Kevin McPeak, an associate professor of chemical engineering, and his partners used underwater acoustic vibrations to create a monolayer of nanoparticles.
McPeak started this project in 2015 as a side project. Now, nearly a decade of research later he published his work in January of last year.
Cameron Bachar, a third year doctoral student, had been working on the project since he was a junior in high school. Bachar explained that the research will allow scientists to create large-area nanostructures that can be used for a multitude of things.
He said nanostructures can be used in solar cells, robotics, catalysis and more. However, making them on a large scale with no defects is difficult, Bachar said. He added that doing so takes a lot of time and money.

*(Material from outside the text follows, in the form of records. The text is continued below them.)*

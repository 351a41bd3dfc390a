//! Reconcile error types.

use thiserror::Error;
use tokio::task::JoinError;

use crate::store::StoreError;
use crate::workqueue::Retriable;

/// Why a reconcile attempt failed.
#[derive(Debug, Clone, Error)]
pub enum ReconcileError {
    /// A store call failed. Retried: conflicts and outages resolve on re-read.
    #[error(transparent)]
    Store(#[from] StoreError),

    /// The request can never succeed as given.
    #[error("malformed request: {0}")]
    MalformedRequest(String),

    /// The reconcile task panicked.
    #[error("reconcile panicked: {0}")]
    Panicked(String),

    /// The reconcile task was cancelled before it finished.
    #[error("reconcile cancelled")]
    Cancelled,
}

impl ReconcileError {
    /// Converts a failed reconcile task into an error.
    pub fn from_join(err: JoinError) -> Self {
        if !err.is_panic() {
            return ReconcileError::Cancelled;
        }
        let payload = err.into_panic();
        let message = payload
            .downcast_ref::<&str>()
            .map(|s| s.to_string())
            .or_else(|| payload.downcast_ref::<String>().cloned())
            .unwrap_or_else(|| "non-string panic payload".to_string());
        ReconcileError::Panicked(message)
    }
}

impl Retriable for ReconcileError {
    fn is_retriable(&self) -> bool {
        !matches!(self, ReconcileError::MalformedRequest(_))
    }
}

pub type Result<T> = std::result::Result<T, ReconcileError>;

#[cfg(test)]
mod tests {
    use super::*;
    use crate::types::QueueName;

    #[test]
    fn store_errors_display_transparently() {
        let err = ReconcileError::from(StoreError::not_found(QueueName::new("q")));
        assert_eq!(err.to_string(), "queue q not found: no such queue");
        assert!(err.is_retriable());
    }

    #[test]
    fn malformed_requests_are_not_retriable() {
        assert!(!ReconcileError::MalformedRequest("bad".into()).is_retriable());
        assert!(ReconcileError::Panicked("boom".into()).is_retriable());
    }

    #[tokio::test]
    async fn join_error_keeps_panic_message() {
        let handle = tokio::spawn(async { panic!("store client exploded") });
        let err = ReconcileError::from_join(handle.await.unwrap_err());
        assert!(matches!(err, ReconcileError::Panicked(ref m) if m == "store client exploded"));
    }

    #[tokio::test]
    async fn aborted_task_is_cancelled() {
        let handle = tokio::spawn(std::future::pending::<()>());
        handle.abort();
        let err = ReconcileError::from_join(handle.await.unwrap_err());
        assert!(matches!(err, ReconcileError::Cancelled));
    }
}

“So with this research, we have a much better understanding of this mechanism of using low-frequency capillary waves to create these closely-packed arrays, which can be used to make nanostructures,” Bachar said.
McPeak compared the use of acoustic vibrations to create the monolayers to playing pool. He said doing so is like putting the balls inside the triangle rack to move them around where they are packed tightly together.
“And so we thought, well, could we do something like that at this air water interface. So could we vibrate the air water interface to get these particles to rearrange and come together and form a better, more perfect mono layer,” McPeak said.
These structures are used in several different types of research including medicine, energy, electronics and the environment.
Throughout his research, McPeak used several high school students to help him. McPeak explained the importance of exposing young students to hands-on science to take away the fear of not knowing what to do.
Science is about failure and learning from those failures McPeak explained. He said it is important for people to know science beyond the polished and finished version.
“What is hidden is all the work and all the failure and all the trials and tribulations that lead to that,” McPeak said. “But that’s part of the job, and so exposing kids to that, exposing them to real experimental science and then watching them grow from that is very cool.”
Bachar said his decision to pursue research as a career was shaped from working in research at an early age.
“When I started as a chemical engineering undergrad at LSU, I found myself being drawn more to the research side of things as opposed to the industry side, so having that basis of already having worked in a lab in high school gave me a good head start to jump into research again,” Bachar said.
A monolayer allows more research to be done without the natural defects the nanoparticles typically create. McPeak continues to work on nanoparticle research and developing ways to expand this technology further.